Pois bem. Relembro hoje um evento dos mais tradicionais que João Pessoa já registrou e é mais um do bairro de Jaguaribe. Falo da Malhação do Judas, na Vila dos Motoristas e que tem nome e sobrenome vinculados à referida tradição: Ednaldo Marinho, o Galego da Vila.


Aliás, a Vila tem uma carga memorial formidável e profundamente ligada a Jaguaribe de ontem e de hoje, principalmente em virtude de certa vivência comunitária entre vizinhos, compondo uma grande família, que, como toda família, tem encontros e desencontros.

Sobre a Malhação do Judas, a festa atraia em seus momentos mais grandiosos gente de todos os recantos da capital, além, é claro, do povo de Jaguaribe, sempre ligado aos eventos do bairro, para acompanhar o espetáculo comandado pelo Galego.
Na verdade, Marinho sempre foi uma figura que transcendia, em popularidade, o seu próprio bairro. E ele contribuía para que esse prestígio fosse cada vez mais consolidado, cultivando um folclore em torno de sua figura, como no tempo em que andava com um símio em sua moto.

Fazia parte do show, naturalmente, e, com isso, ele carreava ainda mais as atenções para o evento anual da Vila. Contava, a bem da verdade, com a ajuda do pessoal da praça na preparação do ato, de sempre, ao meio dia do Sábado de Aleluia.
O Judas, a ser malhado, trata-se do Judas Iscariotes, o mais famoso traidor da história da humanidade, que vendeu Jesus Cristo por 30 dinheiros, levando o Filho de Deus a ser crucificado, depois de muito sofrimento pelas ruas de Jerusalém.

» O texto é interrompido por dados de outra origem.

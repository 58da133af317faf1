// =============================================================================
// TTL Stores — latest signal/phase per logical slot, with background eviction
// =============================================================================

pub mod phase;
pub mod timeframe;
pub mod ttl;

pub use phase::{PhaseRecord, PhaseStore};
pub use timeframe::{SignalRecord, TimeframeStore};
pub use ttl::{PutOutcome, StoredEntry, SweeperHandle, TtlStore};
/// Confidence assembly boosts and the final cap.
#[derive(Debug, Clone, Serialize, Deserialize)]
pub struct ConfidenceSettings {
    /// |saty_phase| at or above this earns the phase boost.
    #[serde(default = "default_phase_boost_threshold")]
    pub phase_boost_threshold: i32,

    #[serde(default = "default_phase_boost")]
    pub phase_boost: f64,

    /// Spread at or below this (bps) earns the spread boost.
    #[serde(default = "default_tight_spread_bps")]
    pub tight_spread_bps: f64,

    #[serde(default = "default_spread_boost")]
    pub spread_boost: f64,

    /// Hard ceiling applied once, after all boosts.
    #[serde(default = "default_max_confidence")]
    pub max_confidence: f64,
}

impl Default for ConfidenceSettings {
    fn default() -> Self {
        Self {
            phase_boost_threshold: default_phase_boost_threshold(),
            phase_boost: default_phase_boost(),
            tight_spread_bps: default_tight_spread_bps(),
            spread_boost: default_spread_boost(),
            max_confidence: default_max_confidence(),
        }
    }
}

/// Endpoint and credentials for one external data provider.
#[derive(Debug, Clone, Serialize, Deserialize)]
pub struct ProviderEndpoint {
    pub base_url: String,
    pub api_key: String,
}

/// The three provider endpoints plus the shared per-call deadline.
#[derive(Debug, Clone, Serialize, Deserialize)]
pub struct ProviderSettings {
    pub options: ProviderEndpoint,
    pub market_stats: ProviderEndpoint,
    pub liquidity: ProviderEndpoint,

    /// Per-provider fetch deadline in milliseconds.
    #[serde(default = "default_fetch_timeout_ms")]
    pub fetch_timeout_ms: u64,
}
impl SuspiciousActivityTracker {
    pub fn new(settings: &PerformanceSettings) -> Self {
        Self {
            window_ms: settings.suspicious_window_ms,
            threshold: settings.suspicious_threshold,
            events: Mutex::new(HashMap::new()),
        }
    }

    /// Record one anomaly for `source`; returns the in-window count.
    pub fn record_anomaly(&self, source: &str, now_ms: i64) -> u32 {
        let mut events = self.events.lock();
        let ring = events.entry(source.to_string()).or_default();
        let cutoff = now_ms - self.window_ms;
        while ring.front().is_some_and(|t| *t < cutoff) {
            ring.pop_front();
        }
        ring.push_back(now_ms);

        let count = ring.len() as u32;
        if count == self.threshold {
            warn!(source, count, "source flagged as suspicious");
        }
        count
    }

    pub fn is_flagged(&self, source: &str, now_ms: i64) -> bool {
        let events = self.events.lock();
        let cutoff = now_ms - self.window_ms;
        events
            .get(source)
            .map(|ring| ring.iter().filter(|t| **t >= cutoff).count() as u32)
            .is_some_and(|count| count >= self.threshold)
    }

    /// All currently flagged sources.
    pub fn flagged(&self, now_ms: i64) -> Vec<SuspiciousSource> {
        let events = self.events.lock();
        let cutoff = now_ms - self.window_ms;
        let mut flagged: Vec<SuspiciousSource> = events
            .iter()
            .filter_map(|(source, ring)| {
                let count = ring.iter().filter(|t| **t >= cutoff).count() as u32;
                (count >= self.threshold).then(|| SuspiciousSource {
                    source: source.clone(),
                    anomalies: count,
                })
            })
            .collect();
        flagged.sort_by(|a, b| b.anomalies.cmp(&a.anomalies));
        flagged
    }
}
// =============================================================================
// Candidate Normalizer — loose webhook JSON to a well-typed decision candidate
// =============================================================================
//
// The boundary hands the core a `serde_json::Value` because upstream webhook
// payloads are not trustworthy enough for strict serde shapes. Each field is
// extracted by hand and either clamped (with a warning) or rejected with a
// structured validation code:
//
//   signal.type       missing/invalid  -> reject
//   signal.ai_score   missing/non-num  -> reject; out-of-range -> clamp
//   signal.symbol     missing/empty    -> reject
//   signal.timestamp  missing/invalid  -> default to ingest clock
//   satyPhase.phase   missing/invalid  -> default 0; out-of-range -> clamp
//   marketSession     missing/invalid  -> default OPEN
//
// Normalisation is pure: identical (raw, now_ms) always yields the same
// candidate.
// =============================================================================

use serde::Serialize;
use serde_json::Value;
use tracing::warn;

use crate::types::{MarketSession, SignalType};

/// Inclusive ai_score domain after normalisation.
pub const AI_SCORE_MAX: f64 = 10.5;
/// Inclusive |saty_phase| bound after normalisation.
pub const SATY_PHASE_MAX: i32 = 100;

/// The normalized record handed to the decision engine.
#[derive(Debug, Clone, PartialEq, Serialize)]
pub struct Candidate {
    pub signal_type: SignalType,
    pub ai_score: f64,
    pub saty_phase: i32,
    pub market_session: MarketSession,
    pub symbol: String,
    /// Milliseconds since epoch.
    pub timestamp: i64,
}

/// Structured validation failure code.
#[derive(Debug, Clone, Copy, PartialEq, Eq, Serialize)]
#[serde(rename_all = "SCREAMING_SNAKE_CASE")]
pub enum ValidationCode {
    MissingField,
    InvalidType,
    InvalidEnumValue,
}

impl std::fmt::Display for ValidationCode {
    fn fmt(&self, f: &mut std::fmt::Formatter<'_>) -> std::fmt::Result {
        match self {
            Self::MissingField => write!(f, "MISSING_FIELD"),
            Self::InvalidType => write!(f, "INVALID_TYPE"),
            Self::InvalidEnumValue => write!(f, "INVALID_ENUM_VALUE"),
        }
    }
}

/// A rejected candidate. Surfaced at the boundary as a 400-class error,
/// never as a REJECT verdict.
#[derive(Debug, Clone, Serialize)]
pub struct ValidationError {
    pub code: ValidationCode,
    pub field: String,
    pub message: String,
}

impl ValidationError {
    fn new(code: ValidationCode, field: &str, message: impl Into<String>) -> Self {
        Self {
            code,
            field: field.to_string(),
            message: message.into(),
        }
    }
}

impl std::fmt::Display for ValidationError {
    fn fmt(&self, f: &mut std::fmt::Formatter<'_>) -> std::fmt::Result {
        write!(f, "{} [{}]: {}", self.code, self.field, self.message)
    }
}

impl std::error::Error for ValidationError {}

/// Normalize a raw webhook payload into a [`Candidate`].
///
/// `now_ms` is the ingest clock, injected so the function stays pure.
pub fn normalize(raw: &Value, now_ms: i64) -> Result<Candidate, ValidationError> {
    let signal = match raw.get("signal") {
        Some(Value::Object(_)) => &raw["signal"],
        Some(_) => {
            return Err(ValidationError::new(
                ValidationCode::InvalidType,
                "signal",
                "signal must be an object",
            ))
        }
        None => {
            return Err(ValidationError::new(
                ValidationCode::MissingField,
                "signal",
                "signal object is required",
            ))
        }
    };

    // ── signal.type ─────────────────────────────────────────────────────
    let signal_type = match signal.get("type") {
        Some(Value::String(s)) => SignalType::parse(s).ok_or_else(|| {
            ValidationError::new(
                ValidationCode::InvalidEnumValue,
                "signal.type",
                format!("unknown signal type '{s}' (expected LONG or SHORT)"),
            )
        })?,
        Some(_) => {
            return Err(ValidationError::new(
                ValidationCode::InvalidType,
                "signal.type",
                "signal type must be a string",
            ))
        }
        None => {
            return Err(ValidationError::new(
                ValidationCode::MissingField,
                "signal.type",
                "signal type is required",
            ))
        }
    };

    // ── signal.ai_score ─────────────────────────────────────────────────
    let ai_score = match signal.get("ai_score") {
        Some(v) => match v.as_f64() {
            Some(score) => clamp_ai_score(score),
            None => {
                return Err(ValidationError::new(
                    ValidationCode::InvalidType,
                    "signal.ai_score",
                    "ai_score must be a number",
                ))
            }
        },
        None => {
            return Err(ValidationError::new(
                ValidationCode::MissingField,
                "signal.ai_score",
                "ai_score is required",
            ))
        }
    };

    // ── signal.symbol ───────────────────────────────────────────────────
    let symbol = match signal.get("symbol") {
        Some(Value::String(s)) => {
            let upper = s.trim().to_uppercase();
            if upper.is_empty() {
                return Err(ValidationError::new(
                    ValidationCode::MissingField,
                    "signal.symbol",
                    "symbol must be non-empty",
                ));
            }
            upper
        }
        Some(_) => {
            return Err(ValidationError::new(
                ValidationCode::InvalidType,
                "signal.symbol",
                "symbol must be a string",
            ))
        }
        None => {
            return Err(ValidationError::new(
                ValidationCode::MissingField,
                "signal.symbol",
                "symbol is required",
            ))
        }
    };

    // ── signal.timestamp (defaulting) ───────────────────────────────────
    let timestamp = signal
        .get("timestamp")
        .and_then(Value::as_i64)
        .filter(|ts| *ts > 0)
        .unwrap_or(now_ms);

    // ── satyPhase.phase (defaulting + clamp) ────────────────────────────
    let saty_phase = raw
        .get("satyPhase")
        .and_then(|p| p.get("phase"))
        .and_then(Value::as_f64)
        .map(|phase| {
            if phase < -(SATY_PHASE_MAX as f64) || phase > SATY_PHASE_MAX as f64 {
                warn!(symbol = %symbol, phase, "saty phase out of range, clamping");
            }
            phase.clamp(-(SATY_PHASE_MAX as f64), SATY_PHASE_MAX as f64).round() as i32
        })
        .unwrap_or(0);

    // ── marketSession (defaulting) ──────────────────────────────────────
    let market_session = raw
        .get("marketSession")
        .and_then(Value::as_str)
        .and_then(MarketSession::parse)
        .unwrap_or_default();

    Ok(Candidate {
        signal_type,
        ai_score,
        saty_phase,
        market_session,
        symbol,
        timestamp,
    })
}

/// NaN maps to 0, +inf to the ceiling, everything else clamps to
/// [0, AI_SCORE_MAX].
fn clamp_ai_score(score: f64) -> f64 {
    if score.is_nan() {
        warn!("ai_score is NaN, normalising to 0");
        return 0.0;
    }
    if score < 0.0 || score > AI_SCORE_MAX {
        warn!(score, "ai_score out of range, clamping");
    }
    score.clamp(0.0, AI_SCORE_MAX)
}

// =============================================================================
// Tests
// =============================================================================
#[cfg(test)]
mod tests {
    use super::*;
    use serde_json::json;

    const NOW: i64 = 1_700_000_000_000;

    fn valid_payload() -> Value {
        json!({
            "signal": {
                "type": "LONG",
                "ai_score": 7.5,
                "symbol": "spy",
                "timestamp": 1_699_999_999_000_i64
            },
            "satyPhase": { "phase": 75 },
            "marketSession": "open"
        })
    }

    #[test]
    fn full_payload_normalises() {
        let c = normalize(&valid_payload(), NOW).unwrap();
        assert_eq!(c.signal_type, SignalType::Long);
        assert_eq!(c.ai_score, 7.5);
        assert_eq!(c.saty_phase, 75);
        assert_eq!(c.market_session, MarketSession::Open);
        assert_eq!(c.symbol, "SPY");
        assert_eq!(c.timestamp, 1_699_999_999_000);
    }

    #[test]
    fn missing_signal_object_rejects() {
        let err = normalize(&json!({}), NOW).unwrap_err();
        assert_eq!(err.code, ValidationCode::MissingField);
        assert_eq!(err.field, "signal");
    }

    #[test]
    fn missing_type_rejects() {
        let err = normalize(
            &json!({"signal": {"ai_score": 5.0, "symbol": "SPY"}}),
            NOW,
        )
        .unwrap_err();
        assert_eq!(err.code, ValidationCode::MissingField);
        assert_eq!(err.field, "signal.type");
    }

    #[test]
    fn unknown_type_is_invalid_enum() {
        let err = normalize(
            &json!({"signal": {"type": "SIDEWAYS", "ai_score": 5.0, "symbol": "SPY"}}),
            NOW,
        )
        .unwrap_err();
        assert_eq!(err.code, ValidationCode::InvalidEnumValue);
    }

    #[test]
    fn non_numeric_ai_score_rejects() {
        let err = normalize(
            &json!({"signal": {"type": "LONG", "ai_score": "high", "symbol": "SPY"}}),
            NOW,
        )
        .unwrap_err();
        assert_eq!(err.code, ValidationCode::InvalidType);
        assert_eq!(err.field, "signal.ai_score");
    }

    #[test]
    fn ai_score_clamps_to_domain() {
        let mut payload = valid_payload();
        payload["signal"]["ai_score"] = json!(42.0);
        assert_eq!(normalize(&payload, NOW).unwrap().ai_score, AI_SCORE_MAX);

        payload["signal"]["ai_score"] = json!(-3.0);
        assert_eq!(normalize(&payload, NOW).unwrap().ai_score, 0.0);
    }

    #[test]
    fn nan_and_infinity_are_normalised() {
        assert_eq!(clamp_ai_score(f64::NAN), 0.0);
        assert_eq!(clamp_ai_score(f64::INFINITY), AI_SCORE_MAX);
        assert_eq!(clamp_ai_score(f64::NEG_INFINITY), 0.0);
    }

    #[test]
    fn phase_defaults_and_clamps() {
        let mut payload = valid_payload();
        payload.as_object_mut().unwrap().remove("satyPhase");
        assert_eq!(normalize(&payload, NOW).unwrap().saty_phase, 0);

        payload["satyPhase"] = json!({"phase": 250});
        assert_eq!(normalize(&payload, NOW).unwrap().saty_phase, 100);

        payload["satyPhase"] = json!({"phase": -250});
        assert_eq!(normalize(&payload, NOW).unwrap().saty_phase, -100);

        payload["satyPhase"] = json!({"phase": "deep"});
        assert_eq!(normalize(&payload, NOW).unwrap().saty_phase, 0);
    }

    #[test]
    fn session_defaults_to_open() {
        let mut payload = valid_payload();
        payload.as_object_mut().unwrap().remove("marketSession");
        assert_eq!(
            normalize(&payload, NOW).unwrap().market_session,
            MarketSession::Open
        );

        payload["marketSession"] = json!("LUNCH_BREAK");
        assert_eq!(
            normalize(&payload, NOW).unwrap().market_session,
            MarketSession::Open
        );
    }

    #[test]
    fn timestamp_defaults_to_ingest_clock() {
        let mut payload = valid_payload();
        payload["signal"].as_object_mut().unwrap().remove("timestamp");
        assert_eq!(normalize(&payload, NOW).unwrap().timestamp, NOW);

        payload["signal"]["timestamp"] = json!(-5);
        assert_eq!(normalize(&payload, NOW).unwrap().timestamp, NOW);

        payload["signal"]["timestamp"] = json!("yesterday");
        assert_eq!(normalize(&payload, NOW).unwrap().timestamp, NOW);
    }

    #[test]
    fn symbol_is_uppercased() {
        let mut payload = valid_payload();
        payload["signal"]["symbol"] = json!("  qqq ");
        assert_eq!(normalize(&payload, NOW).unwrap().symbol, "QQQ");
    }

    #[test]
    fn normalisation_is_deterministic() {
        let a = normalize(&valid_payload(), NOW).unwrap();
        let b = normalize(&valid_payload(), NOW).unwrap();
        assert_eq!(a, b);
    }
}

O Judas, na malhação, é representado por um boneco geralmente cheio de trapos, serragem e todo tipo de “fuleragem”, que passa a ser surrado violentamente pela turba, além de arrastado sem piedade pelas ruas, representando a vingança contra o traidor.
Talvez seja a mais tradicional representação de que o povo não gosta dos traidores, nem no Brasil nem em parte nenhuma do mundo, já que a malhação do Judas acontece em todos os países católicos, e, também, ortodoxos da Terra.

Na Malhação do Judas em Jaguaribe, o boneco, comumente, além de bombons e guloseimas para a garotada, carregava críticas políticas e, até, fofocas sobre os moradores de Jaguaribe, o que terminava, por vezes, a provocar confusões danadas.
Dessa forma, fica registrada nessas memórias pessoenses que tenho postado o registro da Malhação do Judas em Jaguaribe, sob a batuta de Ednaldo Marinho, o Galego da Vila, na famosa Vila dos Motoristas no final da Bento da Gama.